Muahh! I can't take it anymore! No more paperwork!
Lelouch: Don't throw your pen please, kaichou. Also, please don't discard your work either. (T/N: This works better in Japanese, because of the "nageru" wordplay. "pen wo nageru" (throw a pen) and "shigoto wo nageru" (to abandon your work halfway) both uses the same "nageru". Confused? Doesn't matter, this isn't important anyway.)
Milly: Oh, be quiet. In the first place, why do we have to deal with the club expenses all over again at this time of the year!? (T/N: Usually it's done in April, I think; she's implying that it should have been over and done with; why redo everything now?)
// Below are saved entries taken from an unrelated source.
//! HTTP API
//!
//! - POST /fillform   - Fill and flatten a template PDF from a form mapping
//! - POST /multistamp - Stamp one base64 PDF onto every page of another
//! - GET /healthcheck - Liveness probe, returns `ok`
//! - GET /version     - Build version string

use crate::error::Error;
use crate::fdf::{CheckboxLexicon, Form};
use crate::ops::{self, Context};
use axum::{
    body::Bytes,
    extract::{DefaultBodyLimit, State},
    http::{header, StatusCode},
    response::{IntoResponse, Response},
    routing::{get, post},
    Router,
};
use base64::{engine::general_purpose::STANDARD as BASE64, Engine as _};
use serde::de::DeserializeOwned;
use serde::Deserialize;
use std::path::PathBuf;
use std::sync::Arc;
use tower_http::limit::RequestBodyLimitLayer;

// ============================================================================
// AppState
// ============================================================================

#[derive(Clone)]
pub struct AppState {
    pub ctx: Arc<Context>,
    pub version: String,
    pub body_limit: usize,
}

impl AppState {
    pub fn new(ctx: Context, version: impl Into<String>, body_limit: usize) -> Self {
        Self {
            ctx: Arc::new(ctx),
            version: version.into(),
            body_limit,
        }
    }
}

// ============================================================================
// Error response
// ============================================================================

impl IntoResponse for Error {
    fn into_response(self) -> Response {
        log::error!("[HTTP] {}", self);
        let status =
            StatusCode::from_u16(self.status_code()).unwrap_or(StatusCode::INTERNAL_SERVER_ERROR);
        (status, self.public_message().to_string()).into_response()
    }
}

// ============================================================================
// Request types
// ============================================================================

#[derive(Debug, Deserialize)]
#[serde(rename_all = "camelCase")]
pub struct FillFormRequest {
    #[serde(default)]
    pub form: Form,
    pub filename: PathBuf,
    #[serde(default)]
    pub checked_string: String,
    #[serde(default)]
    pub unchecked_string: String,
}

#[derive(Debug, Deserialize)]
pub struct MultistampRequest {
    #[serde(rename = "signaturePDF")]
    pub signature_pdf: String,
    #[serde(rename = "formPDF")]
    pub form_pdf: String,
}

/// Parse a JSON body regardless of Content-Type.
fn parse_json<T: DeserializeOwned>(body: &[u8]) -> Result<T, Error> {
    serde_json::from_slice(body).map_err(|e| {
        log::warn!("[HTTP] Rejected body: {}", e);
        Error::invalid_input("invalid input json")
    })
}

/// Standard alphabet with padding. Line breaks and other ASCII whitespace are
/// skipped, so MIME-style payloads wrapped at 76 columns decode.
fn decode_base64(data: &str, what: &'static str) -> Result<Vec<u8>, Error> {
    let compact: String = data.chars().filter(|c| !c.is_ascii_whitespace()).collect();
    BASE64.decode(compact).map_err(|e| {
        log::warn!("[HTTP] Bad base64 in {}: {}", what, e);
        Error::invalid_input(format!("could not decode {} file", what))
    })
}

fn pdf_response(bytes: Vec<u8>) -> Response {
    (
        StatusCode::OK,
        [
            (header::CONTENT_TYPE, "application/pdf"),
            (header::CONTENT_DISPOSITION, "inline; filename=\"out.pdf\""),
        ],
        bytes,
    )
        .into_response()
}

// ============================================================================
// Handlers
// ============================================================================

// POST /fillform
async fn fillform_handler(State(state): State<AppState>, body: Bytes) -> Result<Response, Error> {
    let req: FillFormRequest = parse_json(&body)?;
    let lexicon = CheckboxLexicon::new(req.checked_string, req.unchecked_string);

    let pdf = ops::fill_form(&state.ctx, &req.filename, &req.form, &lexicon).await?;

    log::info!(
        "[POST /fillform] Filled {} fields into {} ({} bytes)",
        req.form.len(),
        req.filename.display(),
        pdf.len()
    );

    Ok(pdf_response(pdf))
}

// POST /multistamp
async fn multistamp_handler(State(state): State<AppState>, body: Bytes) -> Result<Response, Error> {
    let req: MultistampRequest = parse_json(&body)?;
    let stamp = decode_base64(&req.signature_pdf, "signature")?;
    let base = decode_base64(&req.form_pdf, "form")?;

    let pdf = ops::multistamp(&state.ctx, &base, &stamp).await?;

    log::info!(
        "[POST /multistamp] Stamped {} bytes onto {} bytes ({} bytes)",
        stamp.len(),
        base.len(),
        pdf.len()
    );

    Ok(pdf_response(pdf))
}

async fn post_only() -> (StatusCode, &'static str) {
    (StatusCode::METHOD_NOT_ALLOWED, "post requests only")
}

// GET /healthcheck
async fn healthcheck_handler() -> &'static str {
    "ok"
}

// GET /version
async fn version_handler(State(state): State<AppState>) -> String {
    state.version.clone()
}

pub fn router(state: AppState) -> Router {
    let body_limit = state.body_limit;

    Router::new()
        .route("/fillform", post(fillform_handler).fallback(post_only))
        .route("/multistamp", post(multistamp_handler).fallback(post_only))
        .route("/healthcheck", get(healthcheck_handler))
        .route("/version", get(version_handler))
        .layer(DefaultBodyLimit::disable())
        .layer(RequestBodyLimitLayer::new(body_limit))
        .with_state(state)
}
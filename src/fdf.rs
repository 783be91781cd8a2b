//! FDF (Forms Data Format) writer.
//!
//! Produces the side-file pdftk reads with `fill_form`. Names and values are
//! always written as hex UTF-16BE strings with a byte-order mark, so the output
//! never depends on PDF literal-string escaping.

use crate::utf16::hex_utf16_bom;
use serde::de::{self, Deserializer, Visitor};
use serde::Deserialize;
use std::collections::BTreeMap;
use std::fmt;
use std::io::{BufWriter, Write};
use std::path::Path;

/// Form field mapping: field name -> value.
pub type Form = BTreeMap<String, FieldValue>;

/// Value of a single form field.
#[derive(Debug, Clone, PartialEq, Eq)]
pub enum FieldValue {
    /// Checkbox state, written through a [`CheckboxLexicon`]
    Boolean(bool),
    /// Anything else, already rendered as text
    Text(String),
}

impl From<bool> for FieldValue {
    fn from(b: bool) -> Self {
        FieldValue::Boolean(b)
    }
}

impl From<&str> for FieldValue {
    fn from(s: &str) -> Self {
        FieldValue::Text(s.to_string())
    }
}

impl From<String> for FieldValue {
    fn from(s: String) -> Self {
        FieldValue::Text(s)
    }
}

impl<'de> Deserialize<'de> for FieldValue {
    fn deserialize<D: Deserializer<'de>>(deserializer: D) -> Result<Self, D::Error> {
        struct FieldValueVisitor;

        impl<'de> Visitor<'de> for FieldValueVisitor {
            type Value = FieldValue;

            fn expecting(&self, f: &mut fmt::Formatter) -> fmt::Result {
                f.write_str("a boolean, number, string or null")
            }

            fn visit_bool<E: de::Error>(self, v: bool) -> Result<FieldValue, E> {
                Ok(FieldValue::Boolean(v))
            }

            fn visit_i64<E: de::Error>(self, v: i64) -> Result<FieldValue, E> {
                Ok(FieldValue::Text(v.to_string()))
            }

            fn visit_u64<E: de::Error>(self, v: u64) -> Result<FieldValue, E> {
                Ok(FieldValue::Text(v.to_string()))
            }

            fn visit_f64<E: de::Error>(self, v: f64) -> Result<FieldValue, E> {
                Ok(FieldValue::Text(v.to_string()))
            }

            fn visit_str<E: de::Error>(self, v: &str) -> Result<FieldValue, E> {
                Ok(FieldValue::Text(v.to_string()))
            }

            fn visit_string<E: de::Error>(self, v: String) -> Result<FieldValue, E> {
                Ok(FieldValue::Text(v))
            }

            fn visit_unit<E: de::Error>(self) -> Result<FieldValue, E> {
                Ok(FieldValue::Text(String::new()))
            }

            fn visit_none<E: de::Error>(self) -> Result<FieldValue, E> {
                Ok(FieldValue::Text(String::new()))
            }
        }

        deserializer.deserialize_any(FieldValueVisitor)
    }
}

/// Export strings substituted for checkbox values.
///
/// Checkbox "on" values are not standardized (`Yes`, `On`, `1`, ...), so the
/// caller supplies whatever the target PDF expects.
#[derive(Debug, Clone, Default, PartialEq, Eq)]
pub struct CheckboxLexicon {
    pub checked: String,
    pub unchecked: String,
}

impl CheckboxLexicon {
    pub fn new(checked: impl Into<String>, unchecked: impl Into<String>) -> Self {
        Self {
            checked: checked.into(),
            unchecked: unchecked.into(),
        }
    }

    /// Text written for a field value.
    pub fn resolve<'a>(&'a self, value: &'a FieldValue) -> &'a str {
        match value {
            FieldValue::Boolean(true) => &self.checked,
            FieldValue::Boolean(false) => &self.unchecked,
            FieldValue::Text(s) => s,
        }
    }
}

#[derive(Debug, thiserror::Error)]
pub enum FdfError {
    /// The output sink could not be written
    #[error("failed to write FDF data: {0}")]
    Io(#[from] std::io::Error),
}

const HEADER: &[&[u8]] = &[
    b"%FDF-1.2\n",
    b"\xE2\xE3\xCF\xD3\n",
    b"1 0 obj \n",
    b"<<\n",
    b"/FDF \n",
    b"<<\n",
    b"/Fields [\n",
];

const TRAILER: &[&[u8]] = &[
    b"]\n",
    b">>\n",
    b">>\n",
    b"endobj \n",
    b"trailer\n",
    b"\n",
    b"<<\n",
    b"/Root 1 0 R\n",
    b">>\n",
    b"%%EOF\n",
];

/// Write `form` as an FDF document to `sink`.
pub fn encode<W: Write>(
    form: &Form,
    lexicon: &CheckboxLexicon,
    sink: W,
) -> Result<(), FdfError> {
    let mut out = BufWriter::new(sink);

    for line in HEADER {
        out.write_all(line)?;
    }

    for (name, value) in form {
        write_field(&mut out, name, lexicon.resolve(value))?;
    }

    for line in TRAILER {
        out.write_all(line)?;
    }

    out.flush()?;
    Ok(())
}

fn write_field<W: Write>(out: &mut W, name: &str, value: &str) -> std::io::Result<()> {
    out.write_all(b"<<\n")?;
    writeln!(out, "/T <{}>", hex_utf16_bom(name))?;
    writeln!(out, "/V <{}>", hex_utf16_bom(value))?;
    out.write_all(b">>\n")
}

/// Encode into an in-memory buffer.
pub fn to_bytes(form: &Form, lexicon: &CheckboxLexicon) -> Result<Vec<u8>, FdfError> {
    let mut buf = Vec::new();
    encode(form, lexicon, &mut buf)?;
    Ok(buf)
}

/// Create (or truncate) `path` and write the FDF document into it.
pub fn write_to_file(
    form: &Form,
    lexicon: &CheckboxLexicon,
    path: impl AsRef<Path>,
) -> Result<(), FdfError> {
    let file = std::fs::File::create(path.as_ref())?;
    encode(form, lexicon, file)
}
Lelouch: Isn't it because you gave all our supplementary budget away without thinking?
Milly: It's all your fault, Lelouch.
Lelouch: How does that work?
Milly: Well, it's all because you gave such a strange cry and chased after Arthur that I couldn't help thinking, "Something's up here. We have to catch it!". See, in a game of tag, the important thing is the number of participants.
Lelouch: (coldly) The budget for club activities isn't for you to use in order to mobilize people on a whim.
Milly: That's what my grandfather said too. And here I thought Lelouch's mask will finally be stripped away! What a waste.
Lelouch: (quietly) Actually, the fact that I'm wearing a mask would be the bigger scandal...
Milly: I think both Kallen and Suzaku have it too...
Lelouch: Have what?
Milly: Sheep's clothing.
Lelouch: ... It's not nice to look into things like that.
Milly: But sti~ll, isn't it precisely because you've become friends that you start to want to know? You know, the person's true nature, things like that.
Lelouch: What do you intend to do after you find out?
Milly: Once I find out, I can be their ally.
Lelouch: You, kaichou?
Milly: Hey, I'm a strong lady. Besides, I have some authority and power.
Lelouch: It's because you stay by his or her side even without knowing anything, that you can be friends... Maybe that's the way it works in some cases.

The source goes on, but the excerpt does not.